Definition: SNAREs are compartmentally specific, cytoplasmically oriented integral membrane proteins involved in the fusion of membranes and the transport of intracellular proteins. Recognition of vesicles and target membranes is mediated by vesicle SNAREs (v-SNAREs) and target SNAREs (t-SNAREs).

Synaptobrevins or VAMPs, syntaxins (MIM.186590), and the 25-kD synaptosomal-associated protein SNAP25 (MIM.600322) are the main components of a protein complex involved in the docking and/or fusion of synaptic vesicles with the presynaptic membrane called the SNARE complex(SNAP receptor).

A major problem of intracellular membrane traffic concerns the way in which transport vesicles find and fuse with their target organelles. SNARE proteins are involved in this fusion, and their mutual recognition could provide the necessary specificity.

Since the discovery of SNARE proteins in the late 1980s, SNAREs have been recognized as key components of protein complexes that drive membrane fusion.

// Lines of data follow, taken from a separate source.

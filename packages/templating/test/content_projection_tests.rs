//! Content Projection Tests
//!
//! Distributing a custom element's content through `<content>` selectors
//! and swapping in consumer supplied parts

#[path = "support/mod.rs"]
mod support;

#[cfg(test)]
mod tests {
    use super::support::*;
    use std::rc::Rc;

    use aurelia_templating::{
        BehaviorBuilder, BindingContext, Document, ModelType, NodeId, ObjectContext,
        ViewCreateInstruction,
    };
    use serde_json::{json, Value};

    fn model(name: &str, value: Value) -> ModelType {
        ModelType::new(name, move |_| ObjectContext::new(value.clone()) as BindingContext)
    }

    /// Template controller that renders its template once, bound to the
    /// context of the element it sits on
    fn render_once() -> ModelType {
        ModelType::new("RenderOnce", |container| {
            if let (Some(slot), Some(factory)) = (container.view_slot(), container.bound_view_factory()) {
                if let Ok(view) = factory.create(None) {
                    slot.add(view);
                }
            }
            ObjectContext::empty() as BindingContext
        })
    }

    fn find(document: &Document, root: NodeId, tag: &str) -> NodeId {
        document
            .descendants(root)
            .into_iter()
            .find(|node| document.is_element_named(*node, tag))
            .unwrap()
    }

    fn render(harness: &Harness, markup: &str, ctx: Value) -> NodeId {
        let host = harness.host();
        let context: BindingContext = ObjectContext::new(ctx);
        harness
            .compile(markup)
            .create(&harness.container, Some(&context), &ViewCreateInstruction::new(), None)
            .unwrap()
            .append_nodes_to(host);
        host
    }

    mod selectors {
        use super::*;

        fn card(harness: &Harness) {
            let card = harness.register(
                BehaviorBuilder::new().element("my-card"),
                model("MyCard", json!({})),
            );
            harness.set_view(
                &card,
                r#"<template><header><content select="h1, .title"></content></header><section><content></content></section></template>"#,
            );
        }

        #[test]
        fn should_route_nodes_to_the_first_matching_selector() {
            let harness = Harness::new();
            card(&harness);
            let host = render(
                &harness,
                r#"<template><my-card><p>body</p><h1>Heading</h1><em class="title">sub</em></my-card></template>"#,
                json!({}),
            );

            let header = find(&harness.document, host, "header");
            let section = find(&harness.document, host, "section");
            assert_eq!(
                harness.html(header),
                r#"<h1>Heading</h1><em class="title">sub</em><!--anchor-->"#
            );
            assert_eq!(harness.html(section), "<p>body</p><!--anchor-->");
        }

        #[test]
        fn should_let_match_all_take_text() {
            let harness = Harness::new();
            card(&harness);
            let host = render(
                &harness,
                "<template><my-card>loose text<h1>Top</h1></my-card></template>",
                json!({}),
            );

            assert_eq!(harness.text(find(&harness.document, host, "section")), "loose text");
            assert_eq!(harness.text(find(&harness.document, host, "header")), "Top");
        }

        #[test]
        fn should_drop_content_without_a_matching_selector() {
            let harness = Harness::new();
            let badge = harness.register(
                BehaviorBuilder::new().element("user-badge"),
                model("UserBadge", json!({})),
            );
            harness.set_view(&badge, r#"<template><b><content select="img"></content></b></template>"#);

            let host = render(
                &harness,
                r#"<template><user-badge><img src="a.png"><span>ignored</span></user-badge></template>"#,
                json!({}),
            );
            let element = find(&harness.document, host, "user-badge");
            assert_eq!(harness.text(element), "");
            assert!(harness.html(element).contains(r#"<b><img src="a.png"><!--anchor--></b>"#));
        }

        #[test]
        fn should_bind_projected_content_to_the_consumer() {
            let harness = Harness::new();
            let card = harness.register(
                BehaviorBuilder::new().element("my-card"),
                model("MyCard", json!({ "title": "inside" })),
            );
            harness.set_view(
                &card,
                "<template><h2>${title}</h2><div><content></content></div></template>",
            );

            let host = render(
                &harness,
                "<template><my-card><p>${title}</p></my-card></template>",
                json!({ "title": "outside" }),
            );
            assert_eq!(harness.text(find(&harness.document, host, "h2")), "inside");
            assert_eq!(harness.text(find(&harness.document, host, "p")), "outside");
        }

        #[test]
        fn should_skip_projection_for_no_content_processing() {
            let harness = Harness::new();
            let raw = harness.register(
                BehaviorBuilder::new().element("raw-block").no_content_processing(),
                model("RawBlock", json!({})),
            );
            harness.set_view(&raw, "<template><div><content></content></div></template>");

            let host = render(
                &harness,
                "<template><raw-block><p>kept</p></raw-block></template>",
                json!({}),
            );
            let div = find(&harness.document, host, "div");
            assert_eq!(harness.html(div), "<!--anchor-->");
        }
    }

    mod parts {
        use super::*;

        fn item_list(harness: &Harness) {
            harness.register(
                BehaviorBuilder::new().attribute("render-once").template_controller(),
                render_once(),
            );
            let list = harness.register(
                BehaviorBuilder::new().element("item-list"),
                model("ItemList", json!({ "name": "Ada" })),
            );
            harness.set_view(
                &list,
                r#"<template><ul><li render-once part="item">${name}</li></ul></template>"#,
            );
        }

        #[test]
        fn should_render_the_default_part() {
            let harness = Harness::new();
            item_list(&harness);
            let host = render(&harness, "<template><item-list></item-list></template>", json!({}));

            let ul = find(&harness.document, host, "ul");
            assert_eq!(harness.text(ul), "Ada");
            assert!(harness.html(ul).ends_with("<!--anchor-->"));
        }

        #[test]
        fn should_substitute_a_replacement_part() {
            let harness = Harness::new();
            item_list(&harness);
            let host = render(
                &harness,
                r#"<template><item-list><template replace-part="item"><li class="custom">${name}!</li></template></item-list></template>"#,
                json!({ "name": "consumer" }),
            );

            let ul = find(&harness.document, host, "ul");
            assert_eq!(harness.text(ul), "Ada!");
            assert!(harness.document.has_class(find(&harness.document, ul, "li"), "custom"));
        }

        #[test]
        fn should_ignore_replacements_for_unknown_parts() {
            let harness = Harness::new();
            item_list(&harness);
            let host = render(
                &harness,
                r#"<template><item-list><template replace-part="footer"><li>nope</li></template></item-list></template>"#,
                json!({}),
            );
            assert_eq!(harness.text(find(&harness.document, host, "ul")), "Ada");
        }
    }

    mod lifecycle {
        use super::*;

        #[test]
        fn should_unbind_projected_content_with_the_consumer() {
            let harness = Harness::new();
            let card = harness.register(
                BehaviorBuilder::new().element("my-card"),
                model("MyCard", json!({})),
            );
            harness.set_view(&card, "<template><content></content></template>");

            let context: BindingContext = ObjectContext::new(json!({ "x": 1 }));
            let view = harness
                .compile("<template><my-card><i>${x}</i></my-card></template>")
                .create(&harness.container, Some(&context), &ViewCreateInstruction::new(), None)
                .unwrap();
            let controller = view.controllers()[0].clone();
            let projected = controller.content_view().unwrap();
            assert!(projected.is_bound());

            view.unbind();
            assert!(!projected.is_bound());
            assert!(!controller.view().unwrap().is_bound());

            let next: BindingContext = ObjectContext::new(json!({ "x": 2 }));
            view.bind(&next);
            assert_eq!(harness.text(view.fragment()), "2");
            assert!(Rc::ptr_eq(&controller.content_view().unwrap(), &projected));
        }
    }
}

Despite considerable sequence divergence among SNARE proteins, their mechanism seems to be conserved and is adaptable for fusion reactions as diverse as those involved in cell growth, membrane repair, cytokinesis and synaptic transmission.


- vesicle SNAREs

  • synaptotagmin
  • synaptophysin
  • synaptobrevin-1
  • synaptobrevin-2

- target SNAREs

  • syntaxin 1A
  • SNAP25 (SNAP-25 A/B)

To fuse transport vesicles with target membranes (vesicular trafficking), proteins of the SNARE complex must be located on both the vesicle and the target membrane.

The specificity of vesicular transport is thought to be determined by correct pairing of vesicle-associated SNAREs (v-SNAREs) with those on the target membrane (t-SNAREs).

This complex then recruits soluble NSF attachment proteins (SNAPs) and N-ethylmaleimide-sensitive factor (NSF) (MIM.601633) to form a 20S fusion (or SNARE) complex.